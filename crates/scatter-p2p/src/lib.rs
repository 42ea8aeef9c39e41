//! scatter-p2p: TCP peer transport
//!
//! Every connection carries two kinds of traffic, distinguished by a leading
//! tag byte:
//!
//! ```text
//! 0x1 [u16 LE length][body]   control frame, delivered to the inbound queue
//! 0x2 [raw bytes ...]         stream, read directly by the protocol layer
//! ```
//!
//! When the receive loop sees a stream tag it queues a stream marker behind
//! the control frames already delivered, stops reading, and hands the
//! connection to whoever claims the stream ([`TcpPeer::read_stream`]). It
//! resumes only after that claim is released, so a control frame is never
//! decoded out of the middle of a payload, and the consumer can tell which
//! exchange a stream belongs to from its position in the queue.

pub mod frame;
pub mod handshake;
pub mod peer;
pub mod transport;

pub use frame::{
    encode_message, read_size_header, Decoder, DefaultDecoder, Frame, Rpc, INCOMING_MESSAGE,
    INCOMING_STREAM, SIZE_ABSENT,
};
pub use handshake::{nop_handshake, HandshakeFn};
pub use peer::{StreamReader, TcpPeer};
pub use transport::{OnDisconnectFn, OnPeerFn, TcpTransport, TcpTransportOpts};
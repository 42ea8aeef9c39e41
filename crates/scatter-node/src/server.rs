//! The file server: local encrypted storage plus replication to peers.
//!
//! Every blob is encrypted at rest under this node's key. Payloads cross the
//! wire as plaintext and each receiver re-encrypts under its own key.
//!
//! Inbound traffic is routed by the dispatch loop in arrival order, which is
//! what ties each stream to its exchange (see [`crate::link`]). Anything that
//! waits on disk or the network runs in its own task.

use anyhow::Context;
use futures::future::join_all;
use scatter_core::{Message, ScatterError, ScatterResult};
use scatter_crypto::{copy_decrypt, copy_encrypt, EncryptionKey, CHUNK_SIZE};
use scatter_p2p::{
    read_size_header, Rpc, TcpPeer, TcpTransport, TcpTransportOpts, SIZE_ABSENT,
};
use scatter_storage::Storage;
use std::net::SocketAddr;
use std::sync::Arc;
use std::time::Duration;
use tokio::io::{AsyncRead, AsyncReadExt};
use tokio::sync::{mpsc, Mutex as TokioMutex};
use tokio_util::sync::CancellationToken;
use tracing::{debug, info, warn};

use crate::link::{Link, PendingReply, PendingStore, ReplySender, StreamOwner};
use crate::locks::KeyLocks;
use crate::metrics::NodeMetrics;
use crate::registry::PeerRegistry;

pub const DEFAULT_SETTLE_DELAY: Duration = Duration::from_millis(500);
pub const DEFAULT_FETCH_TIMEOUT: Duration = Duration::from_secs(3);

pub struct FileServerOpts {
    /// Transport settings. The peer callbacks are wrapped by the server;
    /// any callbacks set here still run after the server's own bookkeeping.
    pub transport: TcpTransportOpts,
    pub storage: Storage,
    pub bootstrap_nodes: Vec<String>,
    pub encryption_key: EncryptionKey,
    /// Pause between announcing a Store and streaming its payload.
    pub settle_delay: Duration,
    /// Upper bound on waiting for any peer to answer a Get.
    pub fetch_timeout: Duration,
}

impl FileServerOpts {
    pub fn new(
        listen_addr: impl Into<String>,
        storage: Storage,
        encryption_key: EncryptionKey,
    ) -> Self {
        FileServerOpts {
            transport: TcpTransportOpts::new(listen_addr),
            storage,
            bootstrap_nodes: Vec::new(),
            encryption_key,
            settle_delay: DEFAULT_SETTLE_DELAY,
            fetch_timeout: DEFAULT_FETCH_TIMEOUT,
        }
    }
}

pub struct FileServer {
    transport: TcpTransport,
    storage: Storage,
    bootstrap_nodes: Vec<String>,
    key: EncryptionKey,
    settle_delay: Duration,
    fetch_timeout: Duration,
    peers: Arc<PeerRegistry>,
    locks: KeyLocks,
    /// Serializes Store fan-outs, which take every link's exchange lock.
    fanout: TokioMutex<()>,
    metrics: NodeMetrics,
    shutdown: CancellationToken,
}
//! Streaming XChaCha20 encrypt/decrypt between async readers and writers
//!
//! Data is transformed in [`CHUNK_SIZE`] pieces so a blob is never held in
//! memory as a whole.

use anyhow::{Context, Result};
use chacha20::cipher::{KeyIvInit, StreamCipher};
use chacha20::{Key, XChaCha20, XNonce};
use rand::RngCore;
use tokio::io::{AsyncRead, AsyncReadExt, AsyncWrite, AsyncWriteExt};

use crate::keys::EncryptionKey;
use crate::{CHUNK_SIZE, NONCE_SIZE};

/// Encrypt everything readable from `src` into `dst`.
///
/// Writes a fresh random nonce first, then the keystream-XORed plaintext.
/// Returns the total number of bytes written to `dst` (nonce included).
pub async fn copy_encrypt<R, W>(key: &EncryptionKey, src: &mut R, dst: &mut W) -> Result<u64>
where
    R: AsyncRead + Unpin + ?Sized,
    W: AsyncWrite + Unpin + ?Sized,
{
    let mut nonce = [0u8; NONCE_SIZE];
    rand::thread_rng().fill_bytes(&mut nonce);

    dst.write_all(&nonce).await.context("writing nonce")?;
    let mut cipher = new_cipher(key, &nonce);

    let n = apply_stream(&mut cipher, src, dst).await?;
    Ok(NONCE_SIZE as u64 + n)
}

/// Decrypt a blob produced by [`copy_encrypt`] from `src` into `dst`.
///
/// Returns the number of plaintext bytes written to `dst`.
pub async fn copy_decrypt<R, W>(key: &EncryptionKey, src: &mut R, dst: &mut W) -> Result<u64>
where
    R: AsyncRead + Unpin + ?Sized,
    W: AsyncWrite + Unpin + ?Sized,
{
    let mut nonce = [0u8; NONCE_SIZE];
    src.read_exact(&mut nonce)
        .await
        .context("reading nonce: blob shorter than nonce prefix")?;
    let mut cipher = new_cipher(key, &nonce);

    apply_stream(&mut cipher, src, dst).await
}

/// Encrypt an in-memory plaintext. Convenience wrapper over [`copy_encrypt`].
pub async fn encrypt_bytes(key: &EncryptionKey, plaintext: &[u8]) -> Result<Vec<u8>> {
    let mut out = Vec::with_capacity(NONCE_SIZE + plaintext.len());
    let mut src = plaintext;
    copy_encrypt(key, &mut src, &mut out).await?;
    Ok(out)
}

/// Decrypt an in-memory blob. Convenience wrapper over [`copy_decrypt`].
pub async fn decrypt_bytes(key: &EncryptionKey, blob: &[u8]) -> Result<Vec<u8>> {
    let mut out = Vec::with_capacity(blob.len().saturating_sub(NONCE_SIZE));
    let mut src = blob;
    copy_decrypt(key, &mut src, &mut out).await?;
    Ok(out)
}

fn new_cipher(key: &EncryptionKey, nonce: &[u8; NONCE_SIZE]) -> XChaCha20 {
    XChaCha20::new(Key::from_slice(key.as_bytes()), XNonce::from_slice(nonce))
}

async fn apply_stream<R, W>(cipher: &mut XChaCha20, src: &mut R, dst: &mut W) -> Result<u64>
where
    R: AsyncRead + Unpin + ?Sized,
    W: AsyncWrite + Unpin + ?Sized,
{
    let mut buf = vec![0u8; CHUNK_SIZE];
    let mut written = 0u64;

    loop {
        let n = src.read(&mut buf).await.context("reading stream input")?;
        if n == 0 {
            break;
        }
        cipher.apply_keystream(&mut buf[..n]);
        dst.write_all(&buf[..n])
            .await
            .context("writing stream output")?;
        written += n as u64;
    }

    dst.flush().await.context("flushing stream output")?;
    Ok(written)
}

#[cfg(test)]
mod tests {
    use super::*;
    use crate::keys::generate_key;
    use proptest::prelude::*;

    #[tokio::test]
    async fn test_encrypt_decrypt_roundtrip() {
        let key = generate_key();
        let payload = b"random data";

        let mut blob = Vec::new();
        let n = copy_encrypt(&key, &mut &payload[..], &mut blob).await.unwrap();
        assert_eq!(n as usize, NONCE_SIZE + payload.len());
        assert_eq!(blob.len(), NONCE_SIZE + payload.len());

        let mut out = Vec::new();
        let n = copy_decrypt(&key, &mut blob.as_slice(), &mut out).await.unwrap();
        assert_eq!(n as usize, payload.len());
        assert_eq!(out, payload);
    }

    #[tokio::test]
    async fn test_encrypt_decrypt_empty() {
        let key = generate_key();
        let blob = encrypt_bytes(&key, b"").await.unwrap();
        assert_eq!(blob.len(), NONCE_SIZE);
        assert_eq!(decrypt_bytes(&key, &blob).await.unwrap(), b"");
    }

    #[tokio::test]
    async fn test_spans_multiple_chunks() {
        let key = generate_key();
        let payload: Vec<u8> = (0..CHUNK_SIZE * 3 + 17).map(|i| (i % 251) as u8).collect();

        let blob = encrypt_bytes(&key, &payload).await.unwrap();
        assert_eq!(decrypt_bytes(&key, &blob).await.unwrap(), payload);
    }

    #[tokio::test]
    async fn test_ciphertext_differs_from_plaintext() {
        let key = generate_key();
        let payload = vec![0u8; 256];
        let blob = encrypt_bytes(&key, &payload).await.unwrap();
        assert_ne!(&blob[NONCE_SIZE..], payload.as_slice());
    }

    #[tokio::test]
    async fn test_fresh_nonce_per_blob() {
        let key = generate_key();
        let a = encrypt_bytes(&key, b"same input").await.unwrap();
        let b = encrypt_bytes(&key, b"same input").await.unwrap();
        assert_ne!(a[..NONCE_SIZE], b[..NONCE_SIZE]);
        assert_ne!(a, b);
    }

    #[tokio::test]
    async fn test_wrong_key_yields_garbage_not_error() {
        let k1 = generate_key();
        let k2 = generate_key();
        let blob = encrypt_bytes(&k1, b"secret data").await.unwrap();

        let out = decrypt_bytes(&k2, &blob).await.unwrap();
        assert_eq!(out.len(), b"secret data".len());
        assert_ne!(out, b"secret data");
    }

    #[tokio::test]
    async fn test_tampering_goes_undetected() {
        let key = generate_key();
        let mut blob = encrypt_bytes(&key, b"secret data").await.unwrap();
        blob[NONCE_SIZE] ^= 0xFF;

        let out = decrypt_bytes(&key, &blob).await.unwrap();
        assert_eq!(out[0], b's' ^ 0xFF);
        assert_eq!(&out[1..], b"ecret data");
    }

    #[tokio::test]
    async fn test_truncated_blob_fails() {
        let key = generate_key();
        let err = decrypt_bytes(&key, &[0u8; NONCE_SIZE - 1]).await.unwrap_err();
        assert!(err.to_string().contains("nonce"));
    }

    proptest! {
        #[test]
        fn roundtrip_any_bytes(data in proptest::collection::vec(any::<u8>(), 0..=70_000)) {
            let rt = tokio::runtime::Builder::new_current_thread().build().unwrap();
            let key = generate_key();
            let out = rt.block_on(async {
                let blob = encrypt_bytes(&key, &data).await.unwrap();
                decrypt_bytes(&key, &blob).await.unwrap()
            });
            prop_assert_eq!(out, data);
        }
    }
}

========================================

● What the task asks
Would you please return every line in the listing where "input" shows up?

● Result of the exercise
        let n = src.read(&mut buf).await.context("reading stream input")?;
        let a = encrypt_bytes(&key, b"same input").await.unwrap();
        let b = encrypt_bytes(&key, b"same input").await.unwrap();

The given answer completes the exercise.